(EXCERPTED DATA)
──────────
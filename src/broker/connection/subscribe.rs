//! SUBSCRIBE and UNSUBSCRIBE packet handling

use std::sync::Arc;

use parking_lot::RwLock;
use tokio::io::{AsyncRead, AsyncWrite, AsyncWriteExt};
use tracing::{debug, error};

use super::{Connection, ConnectionError};
use crate::protocol::{
    Packet, Properties, ProtocolVersion, Publish, QoS, ReasonCode, RetainHandling, SubAck,
    Subscribe, UnsubAck, Unsubscribe,
};
use crate::session::Session;
use crate::topic::{validate_topic_filter, Subscription};

impl<S> Connection<S>
where
    S: AsyncRead + AsyncWrite + Unpin,
{
    /// Handle SUBSCRIBE packet
    pub(crate) async fn handle_subscribe(
        &mut self,
        client_id: &Arc<str>,
        session: &Arc<RwLock<Session>>,
        subscribe: Subscribe,
    ) -> Result<(), ConnectionError> {
        let mut reason_codes = Vec::with_capacity(subscribe.subscriptions.len());

        // Get subscription identifier from properties
        let sub_id = subscribe
            .properties
            .subscription_identifiers
            .first()
            .copied();

        // Track subscription info for retained message handling
        let mut sub_info: Vec<(QoS, bool, RetainHandling, String)> = Vec::new();

        for sub in &subscribe.subscriptions {
            // Validate topic filter
            if validate_topic_filter(&sub.filter).is_err() {
                reason_codes.push(ReasonCode::TopicFilterInvalid);
                sub_info.push((
                    QoS::AtMostOnce,
                    false,
                    RetainHandling::DoNotSend,
                    sub.filter.clone(),
                ));
                continue;
            }

            // Check wildcard support
            if !self.config.wildcard_subscription_available
                && (sub.filter.contains('+') || sub.filter.contains('#'))
            {
                reason_codes.push(ReasonCode::WildcardSubsNotSupported);
                sub_info.push((
                    QoS::AtMostOnce,
                    false,
                    RetainHandling::DoNotSend,
                    sub.filter.clone(),
                ));
                continue;
            }

            // Check ACL for subscribe permission
            let acl_result = self
                .hooks
                .on_subscribe_check(
                    client_id,
                    self.username.as_deref(),
                    &sub.filter,
                    sub.options.qos,
                )
                .await;

            match acl_result {
                Ok(true) => {
                    // Subscribe allowed
                }
                Ok(false) => {
                    debug!(
                        "SUBSCRIBE denied for {} to filter {} (ACL)",
                        client_id, sub.filter
                    );
                    reason_codes.push(ReasonCode::NotAuthorized);
                    sub_info.push((
                        QoS::AtMostOnce,
                        false,
                        RetainHandling::DoNotSend,
                        sub.filter.clone(),
                    ));
                    continue;
                }
                Err(e) => {
                    error!("ACL check error for {}: {}", client_id, e);
                    reason_codes.push(ReasonCode::UnspecifiedError);
                    sub_info.push((
                        QoS::AtMostOnce,
                        false,
                        RetainHandling::DoNotSend,
                        sub.filter.clone(),
                    ));
                    continue;
                }
            }

            // Check QoS support
            let granted_qos = sub.options.qos.min(self.config.max_qos);

            // Check if subscription already existed (for retain_handling=1)
            let subscription_existed = {
                let s = session.read();
                s.subscriptions.contains_key(sub.filter.as_str())
            };

            // Store in session first so the filter trie reflects the new subscription
            // before the router indexes it against any already-known topics.
            {
                let mut s = session.write();
                s.add_subscription(sub.filter.clone(), sub.options, sub_id);
            }

            self.router.subscribe(
                &sub.filter,
                &Subscription {
                    client_id: client_id.clone(),
                    qos: granted_qos,
                    no_local: sub.options.no_local,
                    retain_as_published: sub.options.retain_as_published,
                    subscription_id: sub_id,
                },
            );

            if let Some(ref metrics) = self.metrics {
                metrics.subscription_added();
            }

            sub_info.push((
                granted_qos,
                subscription_existed,
                sub.options.retain_handling,
                sub.filter.clone(),
            ));

            reason_codes.push(match granted_qos {
                QoS::AtMostOnce => ReasonCode::Success,
                QoS::AtLeastOnce => ReasonCode::GrantedQoS1,
                QoS::ExactlyOnce => ReasonCode::GrantedQoS2,
            });

            debug!(
                "SUBSCRIBE {} to {} (QoS {:?})",
                client_id, sub.filter, granted_qos
            );
        }

        // Send SUBACK
        let suback = SubAck {
            packet_id: subscribe.packet_id,
            reason_codes: reason_codes.clone(),
            properties: Properties::default(),
        };

        self.write_buf.clear();
        self.encoder
            .encode(&Packet::SubAck(suback), &mut self.write_buf)
            .map_err(|e| ConnectionError::Protocol(e.into()))?;
        self.stream.write_all(&self.write_buf).await?;

        // Send retained messages based on retain_handling option
        for ((granted_qos, existed, retain_handling, filter), reason) in
            sub_info.iter().zip(reason_codes.iter())
        {
            if !reason.is_success() {
                continue;
            }

            let should_send = match retain_handling {
                RetainHandling::SendAtSubscribe => true,
                RetainHandling::SendAtSubscribeIfNew => !existed,
                RetainHandling::DoNotSend => false,
            };

            if should_send {
                self.send_retained_messages(client_id, filter, *granted_qos, session, sub_id)
                    .await?;
            }
        }

        Ok(())
    }

    /// Send retained messages for a subscription
    pub(crate) async fn send_retained_messages(
        &mut self,
        _client_id: &Arc<str>,
        filter: &str,
        qos: QoS,
        session: &Arc<RwLock<Session>>,
        subscription_id: Option<u32>,
    ) -> Result<(), ConnectionError> {
        // Find matching retained messages
        let mut matching_retained = Vec::new();
        for entry in self.retained.iter() {
            if crate::topic::validation::topic_matches_filter(entry.key(), filter) {
                matching_retained.push(entry.clone());
            }
        }

        for retained in matching_retained {
            // Calculate elapsed time for message expiry countdown
            let elapsed_secs = retained.timestamp.elapsed().as_secs() as u32;

            if let Some(expiry) = retained.properties.message_expiry_interval {
                if elapsed_secs >= expiry {
                    continue;
                }
            }

            let effective_qos = retained.qos.min(qos);

            let mut publish = Publish {
                dup: false,
                qos: effective_qos,
                retain: true,
                topic: retained.topic.clone(),
                packet_id: None,
                payload: retained.payload.clone(),
                properties: retained.properties.clone(),
            };

            if let Some(expiry) = publish.properties.message_expiry_interval {
                publish.properties.message_expiry_interval =
                    Some(expiry.saturating_sub(elapsed_secs));
            }

            if let Some(sub_id) = subscription_id {
                publish.properties.subscription_identifiers.push(sub_id);
            }

            if effective_qos != QoS::AtMostOnce {
                let mut s = session.write();
                publish.packet_id = Some(s.next_packet_id());
            }

            self.write_buf.clear();
            self.encoder
                .encode(&Packet::Publish(publish), &mut self.write_buf)
                .map_err(|e| ConnectionError::Protocol(e.into()))?;
            let bytes_sent = self.write_buf.len();
            self.stream.write_all(&self.write_buf).await?;
            if let Some(ref metrics) = self.metrics {
                metrics.message_sent(bytes_sent);
            }
        }

        Ok(())
    }

    /// Handle UNSUBSCRIBE packet
    pub(crate) async fn handle_unsubscribe(
        &mut self,
        client_id: &Arc<str>,
        session: &Arc<RwLock<Session>>,
        unsubscribe: Unsubscribe,
    ) -> Result<(), ConnectionError> {
        let mut reason_codes = Vec::with_capacity(unsubscribe.filters.len());
        let protocol_version = self
            .decoder
            .protocol_version()
            .unwrap_or(ProtocolVersion::V5);

        for filter in &unsubscribe.filters {
            let removed = {
                let mut s = session.write();
                s.remove_subscription(filter)
            };
            self.router.unsubscribe(client_id, filter);

            if removed {
                if let Some(ref metrics) = self.metrics {
                    metrics.subscription_removed();
                }
            }

            if protocol_version == ProtocolVersion::V5 {
                reason_codes.push(if removed {
                    ReasonCode::Success
                } else {
                    ReasonCode::NoSubscriptionExisted
                });
            }

            debug!("UNSUBSCRIBE {} from {}", client_id, filter);
        }

        // Send UNSUBACK
        let unsuback = UnsubAck {
            packet_id: unsubscribe.packet_id,
            reason_codes,
            properties: Properties::default(),
        };

        self.write_buf.clear();
        self.encoder
            .encode(&Packet::UnsubAck(unsuback), &mut self.write_buf)
            .map_err(|e| ConnectionError::Protocol(e.into()))?;
        self.stream.write_all(&self.write_buf).await?;

        Ok(())
    }
}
──────────
(REQUIRED ACTION) Please write out the material word for word from its first line through the line holding "retained message handling", including both, and no line past it.

(TASK OUTPUT)
filename src/broker/connection/subscribe.rs
//! SUBSCRIBE and UNSUBSCRIBE packet handling

use std::sync::Arc;

use parking_lot::RwLock;
use tokio::io::{AsyncRead, AsyncWrite, AsyncWriteExt};
use tracing::{debug, error};

use super::{Connection, ConnectionError};
use crate::protocol::{
    Packet, Properties, ProtocolVersion, Publish, QoS, ReasonCode, RetainHandling, SubAck,
    Subscribe, UnsubAck, Unsubscribe,
};
use crate::session::Session;
use crate::topic::{validate_topic_filter, Subscription};

impl<S> Connection<S>
where
    S: AsyncRead + AsyncWrite + Unpin,
{
    /// Handle SUBSCRIBE packet
    pub(crate) async fn handle_subscribe(
        &mut self,
        client_id: &Arc<str>,
        session: &Arc<RwLock<Session>>,
        subscribe: Subscribe,
    ) -> Result<(), ConnectionError> {
        let mut reason_codes = Vec::with_capacity(subscribe.subscriptions.len());

        // Get subscription identifier from properties
        let sub_id = subscribe
            .properties
            .subscription_identifiers
            .first()
            .copied();

        // Track subscription info for retained message handling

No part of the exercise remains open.